Supply chain difficulties, rising interest rates, inflation. What do they all equal? Higher costs. The past two years have been a crazy time, and I know it’s hard to interrupt the gravy train when you’re in a sea of refinances. That flurry of activity is behind us now, which is why this is the ideal time to revisit your P&L.
Don’t let rising costs catch you off guard and eat away at your hard-earned profits. Do a line audit of the first quarter, then see how this second quarter is stacking up. Where can you cut costs? What services aren’t really serving you anymore?
Subscriptions on Auto-Pilot
It’s also important to check on your subscriptions. Have their costs quietly increased? If so, it may be time to call the provider and negotiate a better rate…or jump ship to a competitor. If you are stuck with a higher monthly cost, make sure you’re maximizing the value of that service. Learn how to leverage their technology, thumb through their tutorials until you find a useful skill that could benefit your business.

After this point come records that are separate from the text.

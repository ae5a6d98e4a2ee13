use chrono::{DateTime, Utc};

/// Clock used to stamp quiz sessions; fixed in tests.
#[derive(Debug, Clone, Copy, Default)]
pub enum Clock {
    #[default]
    System,
    Fixed(DateTime<Utc>),
}

impl Clock {
    #[must_use]
    pub fn system() -> Self {
        Self::System
    }

    #[must_use]
    pub fn fixed(at: DateTime<Utc>) -> Self {
        Self::Fixed(at)
    }

    #[must_use]
    pub fn now(&self) -> DateTime<Utc> {
        match self {
            Clock::System => Utc::now(),
            Clock::Fixed(t) => *t,
        }
    }
}

/// Deterministic timestamp for tests (2023-11-14T22:13:20Z).
pub const FIXED_TEST_TIMESTAMP: i64 = 1_700_000_000;

/// Returns a deterministic `DateTime<Utc>` for tests.
///
/// # Panics
///
/// Panics if the fixed timestamp cannot be represented.
#[must_use]
pub fn fixed_now() -> DateTime<Utc> {
    DateTime::<Utc>::from_timestamp(FIXED_TEST_TIMESTAMP, 0)
        .expect("fixed timestamp should be valid")
}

Don’t forget to review your office expenses as well. Take a look at your office space, furniture, and equipment.
As I’ve mentioned, video marketing is important, but converting an unused bedroom into a broadcast studio when you record 95 percent of your content outside is not. If you can justify the ROI, then a cost is worth it. But you may find that a line audit reveals a few “bells and whistles” that aren’t worth their weight.
Reviewing all of your costs will allow you to trim the fat and keep the profits. You’ll need them as costs continue to creep up.